RECORDS FOR THE TASK: Begin

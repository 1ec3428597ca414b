//! # Remote Repository Bootstrap
//!
//! `new` mode turns a plain local directory into a repository backed by a
//! freshly created remote one. The remote side is provisioned by copying a
//! template repository on the remote host; the local side is initialized if
//! needed, configured, wired to `origin` and, when it had no history yet,
//! checked out at the remote's default branch.
//!
//! The remote host is reached through a [`Transport`] and the operator is
//! asked through a [`Confirmer`], so both can be replaced in tests.

use std::io::Write;
use std::process::{Command, Stdio};

use dialoguer::theme::{ColorfulTheme, SimpleTheme, Theme};
use dialoguer::Confirm;
use log::{debug, info};
use url::Url;

use crate::config::ConfigSnapshot;
use crate::defaults::{keys, LOOPBACK_LOGIN};
use crate::error::{Error, Result};
use crate::path::{cat_path, with_git_suffix};
use crate::remote::parse_login;
use crate::repository::GitOperations;
use crate::state::RepoContext;

/// Settings that must be defined before anything is created.
pub const REQUIRED_SETTINGS: [&str; 3] = [keys::RPATH_TEMPLATE, keys::RLOGIN, keys::RPATH_BASE];

const EXIT_NOT_REPO: i32 = 90;
const EXIT_IS_FILE: i32 = 91;
const EXIT_OTHER_FILETYPE: i32 = 92;

/// Creates repositories on a remote host.
pub trait Transport: Send + Sync {
    /// Make sure a repository exists at `target` on the host named by
    /// `login`, copying it from `template` if it does not.
    fn create_remote(&self, login: &Url, target: &str, template: &str) -> Result<()>;
}

/// Asks the operator before anything is created.
pub trait Confirmer: Send + Sync {
    fn confirm(&self, prompt: &str) -> Result<bool>;
}

/// Quote a string for a POSIX shell.
fn shell_quote(value: &str) -> String {
    format!("'{}'", value.replace('\'', r"'\''"))
}

/// The script run on the remote host.
///
/// An existing repository at the target is accepted, any other existing
/// file refused with a distinct exit status. An empty template creates an
/// empty bare repository instead of copying.
pub fn provision_script(target: &str, template: &str) -> String {
    format!(
        r#"set -e
target={target}
template={template}
if [ -d "$target" ]; then
    if git -C "$target" rev-parse --git-dir >/dev/null 2>&1; then
        exit 0
    fi
    exit {EXIT_NOT_REPO}
elif [ -f "$target" ]; then
    exit {EXIT_IS_FILE}
elif [ -e "$target" ] || [ -L "$target" ]; then
    exit {EXIT_OTHER_FILETYPE}
fi
if [ -z "$template" ]; then
    mkdir -p "$target"
    git -C "$target" init --bare -q
else
    mkdir -p "$(dirname "$target")"
    cp -na --reflink=auto "$template" "$target"
fi
"#,
        target = shell_quote(target),
        template = shell_quote(template),
    )
}

/// Map the exit status of [`provision_script`] to a result.
fn provision_result(target: &str, code: Option<i32>) -> Result<()> {
    let message = match code {
        Some(0) => return Ok(()),
        Some(EXIT_NOT_REPO) => "target directory exists but is not a Git repository".to_string(),
        Some(EXIT_IS_FILE) => "target exists as a regular file".to_string(),
        Some(EXIT_OTHER_FILETYPE) => {
            "target exists as a special file (symlink, device, pipe or socket)".to_string()
        }
        Some(code) => format!("remote command exited with status {}", code),
        None => "remote command was terminated by a signal".to_string(),
    };
    Err(Error::Bootstrap {
        target: target.to_string(),
        message,
    })
}

/// Runs [`provision_script`] through `ssh <host> sh -s`.
#[derive(Debug, Clone, Default)]
pub struct SshTransport;

impl SshTransport {
    fn destination(login: &Url) -> Result<String> {
        let host = login.host_str().filter(|h| !h.is_empty()).ok_or_else(|| Error::Bootstrap {
            target: login.to_string(),
            message: "login has no host".to_string(),
        })?;
        Ok(if login.username().is_empty() {
            host.to_string()
        } else {
            format!("{}@{}", login.username(), host)
        })
    }
}

impl Transport for SshTransport {
    fn create_remote(&self, login: &Url, target: &str, template: &str) -> Result<()> {
        let destination = Self::destination(login)?;
        let mut command = Command::new("ssh");
        if let Some(port) = login.port() {
            command.args(["-p", &port.to_string()]);
        }
        command.args([destination.as_str(), "sh", "-s"]);
        debug!("Provisioning {} on {} over ssh", target, destination);

        let mut child = command
            .stdin(Stdio::piped())
            .spawn()
            .map_err(|e| Error::Bootstrap {
                target: target.to_string(),
                message: format!("could not start ssh: {}", e),
            })?;
        if let Some(mut stdin) = child.stdin.take() {
            stdin.write_all(provision_script(target, template).as_bytes())?;
        }
        let status = child.wait()?;
        provision_result(target, status.code())
    }
}

/// Interactive confirmation on the terminal.
pub struct DialoguerConfirmer {
    colored: bool,
}

impl DialoguerConfirmer {
    pub fn new(colored: bool) -> Self {
        Self { colored }
    }
}

impl Confirmer for DialoguerConfirmer {
    fn confirm(&self, prompt: &str) -> Result<bool> {
        let colorful = ColorfulTheme::default();
        let theme: &dyn Theme = if self.colored { &colorful } else { &SimpleTheme };
        Ok(Confirm::with_theme(theme)
            .with_prompt(prompt)
            .default(false)
            .interact()?)
    }
}

/// Confirms everything, for `--yes`.
#[derive(Debug, Clone, Copy, Default)]
pub struct AssumeYes;

impl Confirmer for AssumeYes {
    fn confirm(&self, prompt: &str) -> Result<bool> {
        info!("{} yes", prompt);
        Ok(true)
    }
}

/// How a bootstrap ended without error.
#[derive(Debug, Clone, Copy, PartialEq, Eq)]
pub enum Outcome {
    Created,
    /// The operator declined.
    Aborted,
}

/// Creates the remote repository for a plain directory and wires it up.
pub struct Bootstrapper {
    transport: Box<dyn Transport>,
    confirmer: Box<dyn Confirmer>,
}

impl Bootstrapper {
    pub fn new(transport: Box<dyn Transport>, confirmer: Box<dyn Confirmer>) -> Self {
        Self {
            transport,
            confirmer,
        }
    }

    pub fn bootstrap(&self, ctx: &RepoContext, git: &dyn GitOperations) -> Result<Outcome> {
        let config = &ctx.snapshot;
        check_settings(config)?;

        let base = config.str_or_empty(keys::RPATH_BASE);
        let target = with_git_suffix(&cat_path(&[base, &ctx.remote_path]));
        let template = match config.str_or_empty(keys::RPATH_TEMPLATE) {
            "" => String::new(),
            template => cat_path(&[base, template]),
        };
        let login = bootstrap_login(config.str_or_empty(keys::RLOGIN), &target)?;

        let prompt = format!("About to create remote repo '{}'; are you sure?", target);
        if !self.confirmer.confirm(&prompt)? {
            info!("(aborted)");
            return Ok(Outcome::Aborted);
        }

        info!("Creating {} on {}", target, login);
        self.transport.create_remote(&login, &target, &template)?;

        let dir = &ctx.abs_local;
        let virgin = !git.is_repo_root(dir)?;
        if virgin {
            git.init(dir)?;
        }
        ctx.configure(git)?;

        let url = format!(
            "{}/{}",
            login.as_str().trim_end_matches('/'),
            target.trim_start_matches('/')
        );
        if git.origin_url(dir)?.is_some() {
            git.set_origin_url(dir, &url)?;
            git.fetch_origin(dir)?;
        } else {
            git.add_origin(dir, &url)?;
        }

        if virgin {
            if git.remote_branches(dir)?.is_empty() {
                info!("{}: remote has no branches yet, nothing to check out", ctx.display_path());
            } else {
                let branch = git.remote_default_branch(dir)?;
                git.checkout_branch(dir, &branch)?;
            }
        }
        Ok(Outcome::Created)
    }
}

/// Fail with every required setting that is not defined.
pub fn check_settings(config: &ConfigSnapshot) -> Result<()> {
    let missing: Vec<String> = REQUIRED_SETTINGS
        .iter()
        .filter(|key| !config.is_defined(key))
        .map(|key| key.to_string())
        .collect();
    if missing.is_empty() {
        Ok(())
    } else {
        Err(Error::MissingSettings { keys: missing })
    }
}

/// Parse the login used to reach the remote host. An empty login means the
/// local machine over ssh.
fn bootstrap_login(raw: &str, target: &str) -> Result<Url> {
    let raw = if raw.is_empty() { LOOPBACK_LOGIN } else { raw };
    let login = parse_login(raw).ok_or_else(|| Error::Bootstrap {
        target: target.to_string(),
        message: format!("{} '{}' needs an explicit scheme such as ssh://", keys::RLOGIN, raw),
    })?;
    if login.scheme() != "ssh" {
        return Err(Error::Bootstrap {
            target: target.to_string(),
            message: format!(
                "only ssh logins can create remote repositories, not '{}'",
                login.scheme()
            ),
        });
    }
    Ok(login)
}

RECORDS FOR THE TASK: End

▶ [ABOUT THIS TASK]:
The reply should hold only the lines of the listing above starting at the line containing "let colorful = ColorfulTheme::default();" and ending at the line containing "check_settings(config)?;", exactly as written.

▶ [WRITTEN ANSWER]:
        let colorful = ColorfulTheme::default();
        let theme: &dyn Theme = if self.colored { &colorful } else { &SimpleTheme };
        Ok(Confirm::with_theme(theme)
            .with_prompt(prompt)
            .default(false)
            .interact()?)
    }
}

/// Confirms everything, for `--yes`.
#[derive(Debug, Clone, Copy, Default)]
pub struct AssumeYes;

impl Confirmer for AssumeYes {
    fn confirm(&self, prompt: &str) -> Result<bool> {
        info!("{} yes", prompt);
        Ok(true)
    }
}

/// How a bootstrap ended without error.
#[derive(Debug, Clone, Copy, PartialEq, Eq)]
pub enum Outcome {
    Created,
    /// The operator declined.
    Aborted,
}

/// Creates the remote repository for a plain directory and wires it up.
pub struct Bootstrapper {
    transport: Box<dyn Transport>,
    confirmer: Box<dyn Confirmer>,
}

impl Bootstrapper {
    pub fn new(transport: Box<dyn Transport>, confirmer: Box<dyn Confirmer>) -> Self {
        Self {
            transport,
            confirmer,
        }
    }

    pub fn bootstrap(&self, ctx: &RepoContext, git: &dyn GitOperations) -> Result<Outcome> {
        let config = &ctx.snapshot;
        check_settings(config)?;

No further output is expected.